Esta reacción emocional es igualmente intensa cuando se trata de puntos de vista que contradicen las opiniones de la época. Es violentísima la oposición que encuentran cuando el valor afectivo de las ideas corrientes es grande, cuando éstas se han arraigado hondamente en nuestro espíritu, y cuando las nuevas ideas están en pugna con las actividades fundamentales que nos han sido inculcadas en nuestra primera juventud, o que se han identificado con los propósitos a que dedicamos nuestras vidas. La violencia de la oposición a la herejía así como a nuevas doctrinas sociales y económicas sólo puede entenderse sobre esta base. Las razones aducidas para la oposición son en la mayoría de los casos racionalizaciones para una resistencia emocional.

Es importante notar que en todos los casos mencionados la explicación, racionalista de la oposición a un cambio se funda en aquel grupo de conceptos con el cual se relacionan íntimamente las emociones excitadas. En el caso del vestido, se aducen razones sobre la impropiedad del estilo; en el caso de la herejía se dan pruebas de que la nueva doctrina es un ataque a la verdad eterna, y así en todos los otros.

Un profundo análisis introspectivo revela que estas razones son tan sólo tentativas para interpretar nuestros sentimientos de desagrado; que nuestra oposición no es en modo alguno dictada por el raciocinio consciente, sino primordialmente por el afecto emocional de la nueva idea que crea una disonancia con lo acostumbrado.

En todos estos casos, la costumbre se obedece con tanta frecuencia y regularidad que el acto habitual se convierte en automático; es decir, su ejecución no está ordinariamente combinada con el menor grado de conciencia. Por consiguiente, el valor emocional de estas acciones es muy leve. Cabe señalar, sin embargo, que cuanto más automática es una acción, tanto más difícil es ejecutar la acción opuesta, ya que ésta exige un gran esfuerzo y, en general, va acompañada de un marcado sentimiento de disgusto. También es dable observar que cuando se ve a otra persona ejecutar la acción desacostumbrada despierta nuestra atención y nos provoca sentimientos de desagrado. Así sucede que cuando ocurre una infracción a lo acostumbrado, todos los grupos de ideas con que se asocia la acción son llevados al plano de la conciencia. Un plato de carne de perro despertaría todas las ideas de compañerismo; un banquete de caníbales, todos los principios sociales que se han convertido en nuestra segunda naturaleza. Cuando más automática se hace una serie de actividades, una cierta forma de pensamiento, tanto mayor es el esfuerzo consciente necesario para apartarse del viejo hábito de obrar y pensar, y mayor también el disgusto o al menos la sorpresa que produce una innovación. El antagonismo contra ella es una acción refleja acompañada de emociones que no se deben a la especulación consciente. Cuando tenemos conciencia de esta reacción emocional procuramos interpretarla por un proceso de razonamiento. Esta razón debe basarse necesariamente en las ideas que surgen a la conciencia tan pronto ocurre una infracción a la costumbre establecida; en otras palabras nuestra explicación racionalista dependerá del carácter de las ideas asociadas.

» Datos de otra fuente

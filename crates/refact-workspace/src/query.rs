//! Read-only queries over a workspace
//!
//! These are plain string heuristics. `locate` in particular is a crude
//! placeholder ranking, not semantic search.

use crate::store::Workspace;
use regex::Regex;
use serde::Serialize;

const COMPONENT_RELEVANCE: f32 = 0.9;
const STYLE_RELEVANCE: f32 = 0.8;
const SOURCE_RELEVANCE: f32 = 0.5;

const STYLE_EXTENSIONS: &[&str] = &["css", "scss", "sass", "less"];
const SOURCE_EXTENSIONS: &[&str] = &[
    "js", "jsx", "ts", "tsx", "py", "rs", "go", "java", "rb", "vue", "svelte",
];

/// Declaration keywords recognised by `definitions`
const DECLARATION_KEYWORDS: &str =
    "function|class|const|let|var|def|fn|struct|enum|trait|interface|type";

/// Files whose lines match a search query
#[derive(Debug, Clone, PartialEq, Eq, Serialize)]
pub struct SearchHit {
    pub file: String,
    pub matches: Vec<String>,
}

/// A file ranked against a task description
#[derive(Debug, Clone, PartialEq, Serialize)]
pub struct FileRelevance {
    pub file: String,
    pub relevance: f32,
}

/// One line mentioning a symbol
#[derive(Debug, Clone, PartialEq, Eq, Serialize)]
pub struct SymbolMatch {
    pub file: String,
    /// 1-based line number
    pub line: usize,
    pub text: String,
}

/// Case-insensitive substring search over every line of every file
///
/// Returns one hit per file with at least one matching line; each hit lists
/// every matching line verbatim.
pub fn search(workspace: &Workspace, query: &str) -> Vec<SearchHit> {
    let needle = query.to_lowercase();

    workspace
        .files()
        .filter_map(|(path, content)| {
            let matches: Vec<String> = content
                .lines()
                .filter(|line| line.to_lowercase().contains(&needle))
                .map(str::to_string)
                .collect();

            if matches.is_empty() {
                None
            } else {
                Some(SearchHit {
                    file: path.to_string(),
                    matches,
                })
            }
        })
        .collect()
}

/// Rank files by a keyword heuristic against the task text
///
/// - 0.9: task mentions "component" and the path contains "component"
/// - 0.8: task mentions "style" and the path is a stylesheet
/// - 0.5: any source-code file
///
/// Unscored files are excluded. Sorted by descending relevance, ties in path order.
pub fn locate(workspace: &Workspace, task: &str) -> Vec<FileRelevance> {
    let task = task.to_lowercase();
    let wants_component = task.contains("component");
    let wants_style = task.contains("style");

    let mut ranked: Vec<FileRelevance> = workspace
        .paths()
        .filter_map(|path| {
            let lower = path.to_lowercase();
            let extension = extension(&lower);

            let relevance = if wants_component && lower.contains("component") {
                COMPONENT_RELEVANCE
            } else if wants_style && STYLE_EXTENSIONS.contains(&extension) {
                STYLE_RELEVANCE
            } else if SOURCE_EXTENSIONS.contains(&extension) {
                SOURCE_RELEVANCE
            } else {
                return None;
            };

            Some(FileRelevance {
                file: path.to_string(),
                relevance,
            })
        })
        .collect();

    ranked.sort_by(|a, b| b.relevance.total_cmp(&a.relevance));
    ranked
}

/// Lines that declare `symbol` (`function X`, `class X`, `const X`, `def X`, `fn X`, ...)
pub fn definitions(workspace: &Workspace, symbol: &str) -> Vec<SymbolMatch> {
    let Some(definition) = definition_pattern(symbol) else {
        return Vec::new();
    };
    scan(workspace, |line| definition.is_match(line))
}

/// Lines that mention `symbol` as a whole word, excluding its declarations
pub fn references(workspace: &Workspace, symbol: &str) -> Vec<SymbolMatch> {
    let (Some(definition), Some(word)) = (definition_pattern(symbol), word_pattern(symbol)) else {
        return Vec::new();
    };
    scan(workspace, |line| {
        word.is_match(line) && !definition.is_match(line)
    })
}

fn definition_pattern(symbol: &str) -> Option<Regex> {
    let symbol = symbol.trim();
    if symbol.is_empty() {
        return None;
    }
    Regex::new(&format!(
        r"\b(?:{})\s+{}\b",
        DECLARATION_KEYWORDS,
        regex::escape(symbol)
    ))
    .ok()
}

fn word_pattern(symbol: &str) -> Option<Regex> {
    let symbol = symbol.trim();
    if symbol.is_empty() {
        return None;
    }
    Regex::new(&format!(r"\b{}\b", regex::escape(symbol))).ok()
}

fn scan<F>(workspace: &Workspace, mut predicate: F) -> Vec<SymbolMatch>
where
    F: FnMut(&str) -> bool,
{
    let mut matches = Vec::new();
    for (path, content) in workspace.files() {
        for (idx, line) in content.lines().enumerate() {
            if predicate(line) {
                matches.push(SymbolMatch {
                    file: path.to_string(),
                    line: idx + 1,
                    text: line.trim().to_string(),
                });
            }
        }
    }
    matches
}

fn extension(path: &str) -> &str {
    let file_name = path.rsplit('/').next().unwrap_or(path);
    match file_name.rsplit_once('.') {
        Some((stem, ext)) if !stem.is_empty() => ext,
        _ => "",
    }
}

Estas tendencias son también la base del éxito de los fanáticos y de la propaganda hábilmente dirigida. El fanático que juega con las emociones de las masas y apoya sus prédicas en razones ficticias, y el demagogo inescrupuloso que despierta odios semidormidos e intencionalmente inventa razones que dan a la masa crédula una excusa plausible para ceder a las pasiones excitadas, aprovechan el deseo del hombre de dar una excusa racional a acciones que están fundamentalmente basadas en una emoción no razonada. El papa Urbano II triunfó en su llamado a la devoción religiosa gracias al pretexto de que la Tierra Sarta estaba en manos de los infieles, aunque las fuerzas motrices fueron en gran medida políticas y económicas. Pedro el Ermitaño se entregó como un fanático a la tarea de hacer conocer sus palabras por toda Europa. En la Guerra Mundial la propaganda basada en supuestas crueldades fue empleada para inflamar a las gentes. Hitler y sus satélites usan el prejuicio racial para favorecer sus planes. Tanto él como Houston Stewart Chamberlain admiten cínicamente que una tergiversación de la verdad, si sirve para apoyar sus propósitos, es permisible.

Todos estos ejemplos ilustran que aún en nuestra civilización, el pensamiento popular está primariamente dirigido por la emoción, no por la razón; y que el raciocinio inyectado en la conducta emocionalmente determinada depende de diversas condiciones y es, por consiguiente, variable en el transcurso del tiempo.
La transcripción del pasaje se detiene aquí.